How Australia’s security agencies can manage spikes in ‘conspiracy thinking’

Tactical responses to conspiracist-led protests in Australia in recent years likely unintentionally fuelled conspiracist thinking, which risks exacerbating extremist behaviour. Security responses should address trust and fear to not only prevent harm but limit its spread.

Read time: 6 mins

Key takeaways

1

Security measures deployed against conspiracy believers can inadvertently entrench their beliefs and exacerbate extremist behaviour.

2

Policy responses directed at tackling conspiracy theories should consider believers’ emotional responses, such as fear and trust.

3

Security agencies should explore guidelines for responding to conspiracist-led protests and invest in in-house expertise when interacting with low-trust individuals and communities.

Rises in fear and anxiety in response to government action can exacerbate mental health risk factors, and, in turn, fuel conspiracist thinking, according to ANU research investigating how security agencies handle conspiracist-led unrest.

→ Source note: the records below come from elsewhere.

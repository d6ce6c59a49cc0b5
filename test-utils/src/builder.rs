use entity::prelude::*;
use sea_orm::{sea_query::TableCreateStatement, EntityTrait, Schema};

use crate::{context::TestContext, error::TestError};

/// Builder for creating test contexts with customizable database schemas.
///
/// Provides a fluent interface for configuring test environments with in-memory SQLite
/// databases. Use the builder pattern to add entity tables, then call `build()` to
/// create the configured test context.
///
/// # Example
///
/// ```rust,ignore
/// use test_utils::builder::TestBuilder;
/// use entity::prelude::{DeletedMessage, Guild};
///
/// let test = TestBuilder::new()
///     .with_table(Guild)
///     .with_table(DeletedMessage)
///     .build()
///     .await?;
/// ```
pub struct TestBuilder {
    /// CREATE TABLE statements to execute during database setup, in insertion order.
    tables: Vec<TableCreateStatement>,
}

impl TestBuilder {
    /// Creates a new test builder with no tables configured.
    ///
    /// # Returns
    /// - New `TestBuilder` instance with empty table configuration
    pub fn new() -> Self {
        Self { tables: Vec::new() }
    }

    /// Adds an entity table to the test database schema.
    ///
    /// Generates a CREATE TABLE statement from the provided SeaORM entity using SQLite
    /// backend syntax, including unique column constraints declared on the entity. The
    /// table will be created when `build()` is called.
    ///
    /// # Arguments
    /// - `entity` - SeaORM entity model implementing `EntityTrait` to create table for
    ///
    /// # Returns
    /// - `Self` - Builder instance for method chaining
    pub fn with_table<E: EntityTrait>(mut self, entity: E) -> Self {
        let schema = Schema::new(sea_orm::DbBackend::Sqlite);
        self.tables.push(schema.create_table_from_entity(entity));
        self
    }

    /// Adds every table the API reads or writes.
    ///
    /// Use this when a test drives the full router and touches both guild
    /// configuration and message logs.
    ///
    /// # Returns
    /// - `Self` - Builder instance for method chaining
    pub fn with_all_tables(self) -> Self {
        self.with_table(Guild)
            .with_table(DeletedMessage)
            .with_table(EditedMessage)
    }

    /// Builds and initializes the test context with configured tables.
    ///
    /// Creates an in-memory SQLite database connection and executes all CREATE TABLE
    /// statements that were added via `with_table()`.
    ///
    /// # Returns
    /// - `Ok(TestContext)` - Fully initialized test context with database and tables ready
    /// - `Err(TestError::Database)`- Failed to connect to database or create tables
    pub async fn build(self) -> Result<TestContext, TestError> {
        let mut setup = TestContext::new();

        setup.with_tables(self.tables).await?;

        Ok(setup)
    }
}

impl Default for TestBuilder {
    fn default() -> Self {
        Self::new()
    }
}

Security responses should address this fear and suspicion to not only prevent harm but limit its spread, the experts say.

The ANU investigation comes in the context of rising prevalence of conspiracy thinking in the Australian population, which accelerated in response to COVID-19 measures and has continued to rise over time.

Discussing specific tactical responses, the experts showed that managing levels of fear and anxiety in the population is critical to achieving positive outcomes.

For example, ACT Policing’s deployment of Long Range Acoustic Devices at the 2022 Canberra Convoy protests fuelled a litany of conspiracy theories. The devices are a longstanding tool that authorities have deployed when there’s a risk that they’ll need to control large crowds. In the Canberra Convoy case they were set up near large gatherings, but their deterrence capability wasn’t used.

Still, Convoy members complained of nausea, dizziness, blisters, burns and headaches, which many then ascribed to the devices, calling them ‘directed energy weapons’ or ‘microwave emitters’. Even those who correctly identified the devices blamed some of these symptoms on them. To those protestors, the security response wasn’t perceived as an objectionable political choice, or an inappropriate effort to suppress opposition to a policy. In their eyes, it was an attack. They saw the government’s security measures as directly threatening.

This generated new conspiracy theories which proliferated through social media across Australia and around the world.

Where more traditional protesters might fear the outcome of a certain policy, recent conspiracist-led protests have been characterised by fear of policy itself. To such people, any policy or response by government can be seen as a threat.

Evidence shows that crisis messaging should be carefully designed to factor in known issues of trust and fear.

Communication that doesn’t consider low-trust groups can create serious problems in a crisis.

For example, the Victorian Chief Health Officer’s ‘anecdotal’ claim during the COVID-19 pandemic that the Delta variant was ‘more transmissible in children’, should’ve been avoided.

The perceived safety of children holds a powerful place in most conspiracy thinking. This Delta claim – later found to be inaccurate – was amplified by news outlets before spreading into wider conspiracy discourse.

If conspiracist anxieties were anticipated, the perceived benefits of making an anecdotal report ‘official’ may have been weighed against the risk of these consequences, likely resulting in a better outcome.

As such, law enforcement and crisis management agencies should engage with psychology and mental health expertise to develop a capacity for ‘low-trust communication’.

As a standard procedure, agencies could work to a checklist of questions.

For instance, balancing ‘to what degree will this measure mitigate the immediate threat’ alongside ‘how might it fuel wider threats of misinformation and conspiracy?’ could prevent innocent miscommunications from inadvertently fuelling conspiracist-led unrest.

In today’s environment, some version of robust engagement with conspiracist mental health is crucial to keeping the community safe.

Image credit: Love Finds A Way via wikimedia commons.

"Where more traditional protesters might fear the outcome of a certain policy, recent conspiracist-led protests have been characterised by fear of policy itself. To such people, any policy or response by government can be seen as a threat."

Conclusion
Given the sharp rise in conspiracist thinking in Australia, security agencies should carefully consider how their activities affect such thinkers and find ways to disarm the risks it generates. Stronger agency-specific capacity should come alongside a concerted, whole-of-government approach during times of extended security crisis. Powerful psychosocial factors like fear and trust must be considered in all government crisis responses.